Oh and feel free to share stories of Xoriat Games you've DMed or played I just need a general idea how it's run.

vasharanpaladin
2013-04-15, 05:29 PM
Xoriat is madness. Everything that is, was, will be, isn't, wasn't and won't exists and doesn't exist simultaneously. Logic fails, insanity reigns, except when they don't, and the only constant is that you will not leave with your sanity completely intact.

Long and short of it? Think of the screwiest settings and characters you can think of and shove them into a blender with the trippiest drugs you can think of and genuine moon dust, add a few dollops of "WTF is this!?" and blend it til it swirls.

Blind_Prophet
2013-04-15, 05:30 PM
Xoriat is madness. Everything that is, was, will be, isn't, wasn't and won't exists and doesn't exist simultaneously. Logic fails, insanity reigns, except when they don't, and the only constant is that you will not leave with your sanity completely intact.

Long and short of it? Think of the screwiest settings and characters you can think of and shove them into a blender with the trippiest drugs you can think of and genuine moon dust, add a few dollops of "WTF is this!?" and blend it til it swirls.

Any suggestions?

vasharanpaladin
2013-04-15, 05:38 PM
...I'm rather fond of using it like the Warp, in fact. Players go in, come out centuries later or sometimes earlier than they entered. Formless, sanity-blasting abominations drift lazily in the void, their mere presence enough to render a man into hysterics.

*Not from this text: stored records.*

use anyhow::{Context, Result, anyhow};
use std::time::Duration;

const DEFAULT_SALT_ROUNDS: u32 = 12;
const DEFAULT_JWT_EXPIRES_IN: &str = "7d";

#[derive(Debug, Clone)]
pub struct CorsConfig {
    pub allowed_origins: Vec<String>,
    pub allowed_headers: Vec<String>,
    pub allowed_methods: Vec<String>,
}

impl Default for CorsConfig {
    fn default() -> Self {
        Self {
            allowed_origins: vec!["*".to_string()],
            allowed_headers: split_list("Content-Type,Authorization"),
            allowed_methods: split_list("GET,POST,PUT,DELETE,PATCH,OPTIONS"),
        }
    }
}

#[derive(Debug, Clone)]
pub struct RateLimitConfig {
    pub window: Duration,
    pub max_requests: u32,
    /// Key clients on the first `x-forwarded-for` hop instead of the peer
    /// address.
    pub trust_proxy: bool,
}

impl Default for RateLimitConfig {
    fn default() -> Self {
        Self {
            window: Duration::from_secs(60),
            max_requests: 100,
            trust_proxy: true,
        }
    }
}

#[derive(Debug, Clone)]
pub struct Config {
    pub database_url: String,
    pub jwt_secret: String,
    pub jwt_expires_in: Duration,
    pub run_migrations: bool,
    pub host: String,
    pub port: u16,
    pub db_max_connections: u32,
    pub bcrypt_salt_rounds: u32,
    pub order_tx_timeout: Duration,
    pub app_env: String,
    pub admin_email: Option<String>,
    pub admin_password: Option<String>,
    pub cors: CorsConfig,
    pub rate_limit: RateLimitConfig,
}

impl Config {
    pub fn init() -> Result<Self> {
        let database_url =
            std::env::var("DATABASE_URL").context("Missing environment variable: DATABASE_URL")?;
        let jwt_secret =
            std::env::var("JWT_SECRET").context("Missing environment variable: JWT_SECRET")?;

        let run_migrations = match optional_var("RUN_MIGRATIONS").as_deref() {
            None | Some("false") => false,
            Some("true") => true,
            Some(other) => {
                return Err(anyhow!(
                    "RUN_MIGRATIONS must be 'true' or 'false', got '{}'",
                    other
                ));
            }
        };

        let host = optional_var("HOST").unwrap_or_else(|| "0.0.0.0".to_string());

        let port = optional_var("PORT")
            .unwrap_or_else(|| "3000".to_string())
            .parse::<u16>()
            .context("PORT must be a valid u16 integer")?;

        let db_max_connections = optional_var("DB_MAX_CONNECTIONS")
            .unwrap_or_else(|| "10".to_string())
            .parse::<u32>()
            .context("DB_MAX_CONNECTIONS must be a valid u32 integer")?;

        let jwt_expires_in_str =
            optional_var("JWT_EXPIRES_IN").unwrap_or_else(|| DEFAULT_JWT_EXPIRES_IN.to_string());
        let jwt_expires_in = parse_duration(&jwt_expires_in_str)
            .with_context(|| format!("JWT_EXPIRES_IN is not a valid duration: '{jwt_expires_in_str}'"))?;

        let bcrypt_salt_rounds = parse_salt_rounds(optional_var("BCRYPT_SALT_ROUNDS").as_deref());

        // zero would switch the server-side statement and lock timeouts off
        let order_tx_timeout_ms = parse_positive(
            "ORDER_TX_TIMEOUT_MS",
            optional_var("ORDER_TX_TIMEOUT_MS").as_deref().unwrap_or("5000"),
        )?;

        let window_secs = parse_positive(
            "RATE_LIMIT_WINDOW_S",
            optional_var("RATE_LIMIT_WINDOW_S").as_deref().unwrap_or("60"),
        )?;

        let max_requests = u32::try_from(parse_positive(
            "RATE_LIMIT_MAX",
            optional_var("RATE_LIMIT_MAX").as_deref().unwrap_or("100"),
        )?)
        .context("RATE_LIMIT_MAX must fit in a u32")?;

        let trust_proxy = optional_var("TRUST_PROXY")
            .map(|v| v.eq_ignore_ascii_case("true"))
            .unwrap_or(true);

        let defaults = CorsConfig::default();
        let cors = CorsConfig {
            allowed_origins: optional_var("ALLOWED_ORIGINS")
                .map(|v| split_list(&v))
                .unwrap_or(defaults.allowed_origins),
            allowed_headers: optional_var("ALLOWED_HEADERS")
                .map(|v| split_list(&v))
                .unwrap_or(defaults.allowed_headers),
            allowed_methods: optional_var("ALLOWED_METHODS")
                .map(|v| split_list(&v))
                .unwrap_or(defaults.allowed_methods),
        };

        let app_env = optional_var("APP_ENV").unwrap_or_else(|| "development".to_string());

        Ok(Self {
            database_url,
            jwt_secret,
            jwt_expires_in,
            run_migrations,
            host,
            port,
            db_max_connections,
            bcrypt_salt_rounds,
            order_tx_timeout: Duration::from_millis(order_tx_timeout_ms),
            app_env,
            admin_email: optional_var("ADMIN_EMAIL"),
            admin_password: optional_var("ADMIN_PASSWORD"),
            cors,
            rate_limit: RateLimitConfig {
                window: Duration::from_secs(window_secs),
                max_requests,
                trust_proxy,
            },
        })
    }
}

/// Unset and blank variables both count as absent.
fn optional_var(key: &str) -> Option<String> {
    std::env::var(key)
        .ok()
        .map(|v| v.trim().to_string())
        .filter(|v| !v.is_empty())
}

fn split_list(value: &str) -> Vec<String> {
    value
        .split(',')
        .map(str::trim)
        .filter(|s| !s.is_empty())
        .map(str::to_string)
        .collect()
}

/// Parses `30s`, `15m`, `12h`, `7d` or a plain number of seconds.
pub fn parse_duration(value: &str) -> Result<Duration> {
    let value = value.trim();
    let (digits, multiplier) = match value.char_indices().last() {
        Some((idx, 's')) => (&value[..idx], 1),
        Some((idx, 'm')) => (&value[..idx], 60),
        Some((idx, 'h')) => (&value[..idx], 60 * 60),
        Some((idx, 'd')) => (&value[..idx], 60 * 60 * 24),
        Some(_) => (value, 1),
        None => return Err(anyhow!("empty duration")),
    };

    let amount = digits
        .parse::<u64>()
        .with_context(|| format!("invalid duration amount '{digits}'"))?;

    amount
        .checked_mul(multiplier)
        .map(Duration::from_secs)
        .ok_or_else(|| anyhow!("duration '{value}' is too large"))
}

/// Parses a strictly positive integer setting named `key`.
pub fn parse_positive(key: &str, value: &str) -> Result<u64> {
    let parsed = value
        .trim()
        .parse::<u64>()
        .with_context(|| format!("{key} must be a valid u64 integer, got '{value}'"))?;

    if parsed == 0 {
        return Err(anyhow!("{key} must be greater than zero"));
    }

    Ok(parsed)
}

/// bcrypt cost from config; anything missing, unparsable or outside 8..=15
/// falls back to 12.
pub fn parse_salt_rounds(value: Option<&str>) -> u32 {
    value
        .and_then(|v| v.trim().parse::<u32>().ok())
        .filter(|rounds| (8..=15).contains(rounds))
        .unwrap_or(DEFAULT_SALT_ROUNDS)
}

#[cfg(test)]
mod tests {
    use super::*;

    #[test]
    fn parses_suffixed_and_plain_durations() {
        assert_eq!(parse_duration("45s").unwrap(), Duration::from_secs(45));
        assert_eq!(parse_duration("15m").unwrap(), Duration::from_secs(900));
        assert_eq!(parse_duration("2h").unwrap(), Duration::from_secs(7200));
        assert_eq!(parse_duration("7d").unwrap(), Duration::from_secs(604_800));
        assert_eq!(parse_duration("3600").unwrap(), Duration::from_secs(3600));
    }

    #[test]
    fn rejects_malformed_durations() {
        assert!(parse_duration("").is_err());
        assert!(parse_duration("d").is_err());
        assert!(parse_duration("7w").is_err());
        assert!(parse_duration("-5s").is_err());
    }

    #[test]
    fn salt_rounds_fall_back_outside_the_safe_range() {
        assert_eq!(parse_salt_rounds(None), 12);
        assert_eq!(parse_salt_rounds(Some("10")), 10);
        assert_eq!(parse_salt_rounds(Some("7")), 12);
        assert_eq!(parse_salt_rounds(Some("16")), 12);
        assert_eq!(parse_salt_rounds(Some("abc")), 12);
    }

    #[test]
    fn positive_settings_reject_zero() {
        assert_eq!(parse_positive("ORDER_TX_TIMEOUT_MS", "5000").unwrap(), 5000);
        assert_eq!(parse_positive("RATE_LIMIT_MAX", " 7 ").unwrap(), 7);

        let err = parse_positive("ORDER_TX_TIMEOUT_MS", "0").unwrap_err();
        assert!(err.to_string().contains("ORDER_TX_TIMEOUT_MS"));
        assert!(parse_positive("RATE_LIMIT_WINDOW_S", "-1").is_err());
        assert!(parse_positive("RATE_LIMIT_WINDOW_S", "soon").is_err());
    }

    #[test]
    fn splits_comma_separated_lists() {
        assert_eq!(
            split_list(" GET, POST ,,PUT "),
            vec!["GET".to_string(), "POST".to_string(), "PUT".to_string()]
        );
    }
}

One of the best tricks the Warp caused is having a ship destroy itself answering its own distress signal. Similar can be used for the PCs... a group of twisted monstrosities appear near a village, and are put down by the party... that same party wanders into the Xoriat and appears near a very familiar village...

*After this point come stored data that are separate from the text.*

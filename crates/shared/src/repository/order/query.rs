use super::sql;
use crate::{
    abstract_trait::OrderQueryRepositoryTrait, config::ConnectionPool, errors::RepositoryError,
    model::OrderDetails,
};
use async_trait::async_trait;
use tracing::{error, info};
use uuid::Uuid;

pub struct OrderQueryRepository {
    db: ConnectionPool,
}

impl OrderQueryRepository {
    pub fn new(db: ConnectionPool) -> Self {
        Self { db }
    }
}

#[async_trait]
impl OrderQueryRepositoryTrait for OrderQueryRepository {
    async fn find_by_user(&self, user_id: Uuid) -> Result<Vec<OrderDetails>, RepositoryError> {
        let mut conn = self.db.acquire().await.map_err(RepositoryError::from)?;

        let orders = sql::find_orders_by_user(&mut conn, user_id)
            .await
            .map_err(|err| {
                error!("❌ Failed to fetch orders of user {user_id}: {err:?}");
                err
            })?;

        let details = sql::attach_lines(&mut conn, orders).await.map_err(|err| {
            error!("❌ Failed to fetch order lines of user {user_id}: {err:?}");
            err
        })?;

        info!("✅ Found {} orders for user {user_id}", details.len());
        Ok(details)
    }
}
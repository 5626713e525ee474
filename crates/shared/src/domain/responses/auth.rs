use crate::model::User;
use chrono::{DateTime, Utc};
use serde::{Deserialize, Serialize};
use utoipa::ToSchema;
use uuid::Uuid;

#[derive(Debug, Clone, Serialize, Deserialize, ToSchema)]
#[serde(rename_all = "camelCase")]
pub struct UserResponse {
    pub id: Uuid,
    pub email: String,
    #[schema(example = "USER")]
    pub role: String,
    pub created_at: DateTime<Utc>,
    pub updated_at: DateTime<Utc>,
}

// the password hash never leaves the service layer
impl From<User> for UserResponse {
    fn from(value: User) -> Self {
        UserResponse {
            id: value.id,
            email: value.email,
            role: value.role,
            created_at: value.created_at,
            updated_at: value.updated_at,
        }
    }
}

#[derive(Debug, Clone, Serialize, Deserialize, ToSchema)]
pub struct AuthResponse {
    pub user: UserResponse,
    pub token: String,
}
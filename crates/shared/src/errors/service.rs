use crate::errors::repository::RepositoryError;
use bcrypt::BcryptError;
use jsonwebtoken::errors::Error as JwtError;
use thiserror::Error;

#[derive(Debug, Error)]
pub enum ServiceError {
    #[error("Repository error: {0}")]
    Repo(#[from] RepositoryError),

    #[error("Invalid request: {0}")]
    InvalidRequest(String),

    #[error("Not found: {0}")]
    NotFound(String),

    #[error("Conflict: {0}")]
    Conflict(String),

    #[error("Invalid credentials")]
    InvalidCredentials,

    #[error("Bcrypt error: {0}")]
    Bcrypt(#[from] BcryptError),

    #[error("JWT error: {0}")]
    Jwt(#[from] JwtError),

    #[error("Token has expired")]
    TokenExpired,

    #[error("Internal error: {0}")]
    Internal(String),
}
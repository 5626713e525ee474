mod order;
mod order_item;
mod product;
mod user;

pub use self::order::{Order, OrderDetails, OrderLineDetails};
pub use self::order_item::OrderItem;
pub use self::product::Product;
pub use self::user::User;
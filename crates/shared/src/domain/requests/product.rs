use serde::{Deserialize, Deserializer, Serialize};
use utoipa::ToSchema;
use validator::{Validate, ValidationError};

fn default_currency() -> String {
    "USD".to_string()
}

/// Distinguishes an absent field (`None`) from an explicit `null` (`Some(None)`).
fn double_option<'de, T, D>(deserializer: D) -> Result<Option<Option<T>>, D::Error>
where
    T: Deserialize<'de>,
    D: Deserializer<'de>,
{
    Option::<T>::deserialize(deserializer).map(Some)
}

#[derive(Debug, Clone, Serialize, Deserialize, Validate, ToSchema)]
#[serde(rename_all = "camelCase")]
pub struct CreateProductRequest {
    #[validate(length(min = 1, max = 200, message = "Name must be 1 to 200 characters"))]
    #[schema(example = "Espresso beans 1kg")]
    pub name: String,

    #[validate(length(max = 2000, message = "Description must be at most 2000 characters"))]
    pub description: Option<String>,

    #[validate(range(min = 0, message = "Price must not be negative"))]
    #[schema(example = 1999)]
    pub price_cents: i64,

    #[serde(default = "default_currency")]
    #[validate(length(equal = 3, message = "Currency must be a 3-letter code"))]
    #[schema(example = "USD")]
    pub currency: String,

    #[serde(default)]
    #[validate(range(min = 0, message = "Stock must not be negative"))]
    pub stock: i32,

    pub active: Option<bool>,
}

#[derive(Debug, Clone, Default, Serialize, Deserialize, Validate, ToSchema)]
#[serde(rename_all = "camelCase")]
#[validate(schema(function = "validate_update_description"))]
pub struct UpdateProductRequest {
    #[validate(length(min = 1, max = 200, message = "Name must be 1 to 200 characters"))]
    pub name: Option<String>,

    #[serde(default, deserialize_with = "double_option")]
    #[schema(value_type = Option<String>)]
    pub description: Option<Option<String>>,

    #[validate(range(min = 0, message = "Price must not be negative"))]
    pub price_cents: Option<i64>,

    #[validate(length(equal = 3, message = "Currency must be a 3-letter code"))]
    pub currency: Option<String>,

    #[validate(range(min = 0, message = "Stock must not be negative"))]
    pub stock: Option<i32>,

    pub active: Option<bool>,
}

fn validate_update_description(req: &UpdateProductRequest) -> Result<(), ValidationError> {
    match &req.description {
        Some(Some(text)) if text.chars().count() > 2000 => {
            let mut err = ValidationError::new("length");
            err.message = Some("Description must be at most 2000 characters".into());
            Err(err)
        }
        _ => Ok(()),
    }
}

#[cfg(test)]
mod tests {
    use super::*;

    #[test]
    fn create_defaults_currency_and_stock() {
        let req: CreateProductRequest =
            serde_json::from_str(r#"{"name":"Mug","priceCents":500}"#).unwrap();
        assert_eq!(req.currency, "USD");
        assert_eq!(req.stock, 0);
        assert!(req.validate().is_ok());
    }

    #[test]
    fn create_rejects_bad_currency_and_negative_price() {
        let req: CreateProductRequest =
            serde_json::from_str(r#"{"name":"Mug","priceCents":-1,"currency":"EURO"}"#).unwrap();
        let errors = req.validate().unwrap_err();
        let fields = errors.field_errors();
        assert!(fields.contains_key("price_cents"));
        assert!(fields.contains_key("currency"));
    }

    #[test]
    fn update_distinguishes_null_from_absent_description() {
        let cleared: UpdateProductRequest =
            serde_json::from_str(r#"{"description":null}"#).unwrap();
        assert_eq!(cleared.description, Some(None));

        let untouched: UpdateProductRequest = serde_json::from_str(r#"{"stock":3}"#).unwrap();
        assert_eq!(untouched.description, None);
        assert_eq!(untouched.stock, Some(3));
    }

    #[test]
    fn update_rejects_overlong_description() {
        let req = UpdateProductRequest {
            description: Some(Some("x".repeat(2001))),
            ..Default::default()
        };
        assert!(req.validate().is_err());
    }
}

The point of it all is, if you enter the Xoriat (or the Far Realm, they're interchangeable), your mind is forfeit. :smallamused:

Mandrake
2013-04-16, 02:53 AM
Depends on your players, as always.

I had my own lost in something as homey as Shadowfell when compared to Xoriat, and even then I pushed them far. I made them roll skill dice to get out of a marsh but they ended up passing by the same damn tree three times, but only one of the players thought it was the same, while others were given information that it doesn't seem like that (not very original, I know, but quite effective), and that is only if your players get frustrated with the situation not with you.

So
a making them feel desperate, lost, ineffective, powerless, frustrated, angry, jumpy, overconfident or whatnot (not all at the same time) is a way to go
b give them different information, even openly, tell one they see a threat and tell the other they see help, they will be sure of nothing
c hide rolls, and yes, their rolls; nothing brings them down like such uncertainty; sometimes even better is to let them roll, have a table up front from where the next roll "starts" (e.g. 17 is 1), and then watch their eyes widen with anticipation of events to come
d crazy, yet unnecessary - make stuff up that make no sense, or worldly usage whatsoever; even more, make it important for NPCs, monsters and the like (if it somehow addresses the PCs, even better: "No, no, no this is all badoogle," said the Whimpy Count and started changing the knot on Ranger's bootlaces)
e crazy, yet disturbing - make the menace something chilling and gross, and something that would usually seem highly unmotivated or uncalled for (the baddies rip off finger nails from real-world children they kidnapped and later covered in snot and returned home, just to put those fingernails on their statues of a 100-tentacled monster, or then eat them, then slay half of them for a ritual, then the room turns upside down, then is 10 minutes before)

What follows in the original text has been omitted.